Digby R. Christian plans to take a three-week vacation in his native England after his Sutter Medical Center, Castro Valley, team hands over its $320-million hospital in early July. After that, the Sutter Health senior project manager doesn't know where his next assignment will take him. Having pioneered a successful 11-party contract for integrated project delivery, he doesn't seem worried about his future.
CHRISTIAN |
That seems like a long time ago. Based on its Castro Valley experience, the health-care system is using the IPD-on-steroids model on at least two other California hospitals. "Sutter is taking the delivery model forward in the sense of getting a significant number of design and trade partners 100% at risk," says Christian.
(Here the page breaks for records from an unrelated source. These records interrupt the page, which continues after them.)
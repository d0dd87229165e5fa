//! Folio CLI - command line interface for holdings and portfolio metrics.
//!
//! Every command prints a JSON `ApiResponse` on stdout; logs go to stderr.

use clap::{Parser, Subcommand};
use folio_core::{
    ApiResponse, Config, HoldingsStore, Pipeline, SnapshotStore, StaticPriceProvider,
};
use serde_json::{json, Value};
use std::path::PathBuf;
use tracing_subscriber::{layer::SubscriberExt, util::SubscriberInitExt, EnvFilter};

#[derive(Parser)]
#[command(name = "folio")]
#[command(about = "Folio CLI - holdings, valuation and risk metrics")]
#[command(version)]
struct Cli {
    /// Config file (defaults to $FOLIO_CONFIG or ~/.folio/config.toml)
    #[arg(long, global = true)]
    config: Option<PathBuf>,

    #[command(subcommand)]
    command: Commands,
}

#[derive(Subcommand)]
enum Commands {
    /// Holdings management commands
    Holdings {
        #[command(subcommand)]
        action: HoldingsAction,
    },
    /// Fetch prices, compute metrics and record a snapshot
    Refresh {
        /// JSON price document with "series" and optional "latest"
        #[arg(short, long)]
        prices: PathBuf,
        /// Override the configured lookback window, in days
        #[arg(long)]
        lookback_days: Option<u32>,
    },
    /// Rank holdings by P&L percent at the latest closes, without recording a snapshot
    Performance {
        /// JSON price document with "series" and optional "latest"
        #[arg(short, long)]
        prices: PathBuf,
    },
    /// List recorded snapshots, newest first
    History {
        /// Maximum number of snapshots to show
        #[arg(short, long)]
        limit: Option<usize>,
    },
    /// Show the most recent snapshot
    Latest,
    /// Show the market value per ticker of the most recent snapshot
    Allocation,
}

#[derive(Subcommand)]
enum HoldingsAction {
    /// List all holdings
    List,
    /// Add shares of a ticker
    Add {
        /// Stock ticker
        #[arg(short, long)]
        ticker: String,
        /// Number of shares
        #[arg(short = 'n', long)]
        quantity: u32,
        /// Purchase price per share
        #[arg(short, long)]
        price: f64,
    },
    /// Remove a ticker
    Remove {
        /// Stock ticker
        #[arg(short, long)]
        ticker: String,
    },
}

fn main() {
    tracing_subscriber::registry()
        .with(EnvFilter::try_from_default_env().unwrap_or_else(|_| EnvFilter::new("info")))
        .with(tracing_subscriber::fmt::layer().with_writer(std::io::stderr))
        .init();

    let cli = Cli::parse();

    let result = load_config(cli.config).and_then(|config| match cli.command {
        Commands::Holdings { action } => handle_holdings(&config, action),
        Commands::Refresh {
            prices,
            lookback_days,
        } => handle_refresh(&config, prices, lookback_days),
        Commands::Performance { prices } => handle_performance(&config, prices),
        Commands::History { limit } => handle_history(&config, limit),
        Commands::Latest => handle_latest(&config),
        Commands::Allocation => handle_allocation(&config),
    });

    let response = match result {
        Ok(data) => ApiResponse::ok(data),
        Err(e) => {
            tracing::error!("{}", e);
            ApiResponse::err(e.to_string())
        }
    };

    match serde_json::to_string_pretty(&response) {
        Ok(output) => println!("{}", output),
        Err(e) => eprintln!("Failed to render response: {}", e),
    }
}

fn load_config(path: Option<PathBuf>) -> folio_core::Result<Config> {
    match path {
        Some(path) => Config::load_from_path(&path),
        None => Config::load(),
    }
}

fn handle_holdings(config: &Config, action: HoldingsAction) -> folio_core::Result<Value> {
    let mut store = HoldingsStore::open(&config.holdings_file)?;

    match action {
        HoldingsAction::List => Ok(json!({
            "holdings": store.holdings(),
            "total_cost": store.total_cost(),
        })),
        HoldingsAction::Add {
            ticker,
            quantity,
            price,
        } => {
            let (holding, was_update) = store.add(&ticker, quantity, price)?;
            store.save()?;
            Ok(json!({
                "holding": holding,
                "action": if was_update { "updated" } else { "added" },
            }))
        }
        HoldingsAction::Remove { ticker } => {
            let removed = store.remove(&ticker)?;
            store.save()?;
            Ok(json!({ "removed": removed }))
        }
    }
}

fn handle_refresh(
    config: &Config,
    prices: PathBuf,
    lookback_days: Option<u32>,
) -> folio_core::Result<Value> {
    let store = HoldingsStore::open(&config.holdings_file)?;
    let provider = StaticPriceProvider::load(&prices)?;
    let lookback = lookback_days
        .map(folio_core::Lookback::days)
        .unwrap_or_else(|| config.lookback());

    let pipeline = Pipeline::new(
        provider,
        SnapshotStore::new(&config.snapshots_file),
        lookback,
    );
    let report = pipeline.run(store.holdings())?;

    Ok(json!({
        "snapshot_id": report.snapshot.id,
        "metrics": report.output.metrics,
        "rows": report.output.rows,
    }))
}

fn handle_performance(config: &Config, prices: PathBuf) -> folio_core::Result<Value> {
    let store = HoldingsStore::open(&config.holdings_file)?;
    let pipeline = Pipeline::new(
        StaticPriceProvider::load(&prices)?,
        SnapshotStore::new(&config.snapshots_file),
        config.lookback(),
    );
    let view = pipeline.performance(store.holdings())?;

    let allocation: Vec<_> = view
        .allocation
        .iter()
        .map(|(ticker, weight)| json!({ "ticker": ticker, "weight": weight }))
        .collect();

    Ok(json!({
        "rows": view.rows,
        "allocation": allocation,
        "positions_in_profit": view.positions_in_profit,
        "positions_in_loss": view.positions_in_loss,
    }))
}

fn handle_history(config: &Config, limit: Option<usize>) -> folio_core::Result<Value> {
    let history = SnapshotStore::new(&config.snapshots_file).history()?;
    let metrics: Vec<_> = history
        .iter()
        .take(limit.unwrap_or(usize::MAX))
        .map(|s| json!({ "id": s.id, "taken_at": s.taken_at, "metrics": s.metrics }))
        .collect();

    Ok(json!({ "count": history.len(), "snapshots": metrics }))
}

fn handle_latest(config: &Config) -> folio_core::Result<Value> {
    let latest = SnapshotStore::new(&config.snapshots_file).latest()?;
    Ok(json!({ "snapshot": latest }))
}

fn handle_allocation(config: &Config) -> folio_core::Result<Value> {
    let allocation = SnapshotStore::new(&config.snapshots_file).latest_allocation()?;
    let allocation: Vec<_> = allocation
        .into_iter()
        .map(|(ticker, market_value)| json!({ "ticker": ticker, "market_value": market_value }))
        .collect();

    Ok(json!({ "allocation": allocation }))
}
When Christian arrived at the Castro Valley job, Sutter had assembled a team with three partners expected to share risk and reward. Based on the job's complexities, instinct told Christian to get all the profit at risk. He expanded the agreement.
It wasn't an easy road. The behaviors of the parties at risk were not aligning at first because behaviors traditionally align with transferring risk, not managing it.
"Digby is one of a few owners who gets involved and stays involved on a daily basis," says Ralph E. Eslick, Castro Valley's senior project manager for DPR Construction Inc., Redwood City, Calif. "He kept us focused on the client's success. And if the client is successful, we are."
Hospital builders are not the only ones drawn to Castro Valley. Even members of Disney Imagineering visited the project.